Brasile, gli Indios contro il Governo: “Lula-Russeff non hanno mantenuto le promesse. Molti di noi muoiono assassinati”

ULTIMO AGGIORNAMENTO 13:45

 

 

 

 

 

La storia i ripete, o forse sarebbe più corretto dire che continua inesorabilmente a percorrere la strada intrapresa. La vicenda riguarda, questa volta, le comunità indigene degli Indios che ancora popolano la terra brasiliana: i discendenti di quelle popolazioni indigene brutalmente sterminate all’arrivo degli europei nel continente. Allo stato attuale, si tratta di circa 900 mila persone, divise in 240 tribù, i cui diritti di proprietà sulla terra non sono mai stati ufficialmente riconosciuti dagli organismi statali brasiliani. Tutto questo sebbene il 13% del suolo del Paese sia considerato di proprietà indigena.

Gli Indios non ci stanno, non vogliono subire ancora altre angherie. Dopo i tagli di fondi che hanno riguardato la Fondazione Nazionale degli Indigeni (in sigla Funai) e l’emendamento costituzionale Pec 2015, che sta cercando di far approvare per quanto concerne la questione della demarcazione delle terra indigene, alcuni rappresentanti della comunità Indios hanno deciso di realizzare una protesta davanti alla sede del Parlamento brasiliano. Vestiti con gli indumenti tradizionali della loro comunità e armati di arco e frecce, gli uomini hanno subito l’intervento delle forze di polizie nel momento in cui hanno tentato di entrare nel Palazzo del Congresso.

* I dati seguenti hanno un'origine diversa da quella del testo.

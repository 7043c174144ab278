use serde::{Deserialize, Serialize};
use utoipa::ToSchema;
use uuid::Uuid;
use validator::Validate;

use crate::{
    dto::format_system_time,
    state::wheel::{ResolvedSpin, WheelNames},
};

/// Payload adding a name to the wheel.
#[derive(Debug, Deserialize, ToSchema, Validate)]
pub struct AddWheelNameRequest {
    /// Name to add; surrounding whitespace is trimmed.
    #[validate(length(min = 1, max = 64))]
    pub name: String,
}

/// Current wheel names.
#[derive(Debug, Clone, Serialize, ToSchema)]
pub struct WheelNamesResponse {
    /// Every stored name, in order.
    pub names: Vec<String>,
    /// Names drawn as segments (blank entries skipped).
    pub segments: Vec<String>,
}

impl From<&WheelNames> for WheelNamesResponse {
    fn from(names: &WheelNames) -> Self {
        Self {
            names: names.as_slice().to_vec(),
            segments: names.segments(),
        }
    }
}

/// Response to an add request; `added` is false when the name was already present.
#[derive(Debug, Serialize, ToSchema)]
pub struct AddWheelNameResponse {
    /// Whether the name was appended.
    pub added: bool,
    /// Wheel after the request.
    #[serde(flatten)]
    pub wheel: WheelNamesResponse,
}

/// Acknowledgement of a started spin; the page animates to `rotation_degrees`.
#[derive(Debug, Clone, Serialize, ToSchema)]
pub struct SpinStartedResponse {
    /// Identifier of the spin.
    pub spin_id: Uuid,
    /// Final clockwise rotation of the wheel.
    pub rotation_degrees: f64,
    /// Length of the spin animation.
    pub duration_ms: u64,
    /// Segments frozen for this spin.
    pub segments: Vec<String>,
}

/// Winner of a finished spin.
#[derive(Debug, Clone, Serialize, ToSchema)]
pub struct SpinResultResponse {
    /// Identifier of the spin.
    pub spin_id: Uuid,
    /// Rotation the wheel stopped at.
    pub final_rotation_degrees: f64,
    /// Segment under the pointer.
    pub winning_index: usize,
    /// Label of that segment.
    pub winning_label: String,
    /// RFC 3339 time of the reveal.
    pub resolved_at: String,
}

impl From<ResolvedSpin> for SpinResultResponse {
    fn from(spin: ResolvedSpin) -> Self {
        Self {
            spin_id: spin.spin_id,
            final_rotation_degrees: spin.result.final_rotation_degrees,
            winning_index: spin.result.winning_index,
            winning_label: spin.result.winning_label,
            resolved_at: format_system_time(spin.resolved_at),
        }
    }
}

Le accuse che gli Indios muovono ai due ultimi Presidenti del Brasile, Lula e Russeff, sono quelle di non aver mantenuto le promesse fatte durante le campagne politiche relative alla loro elezione. Secondo gli indigeni, non solo non è mai stata demarcata nessuna area kaiowà per le comunità Indios, ma negli ultimi anni sarebbero stati assassinati molti leader dei nativi americani.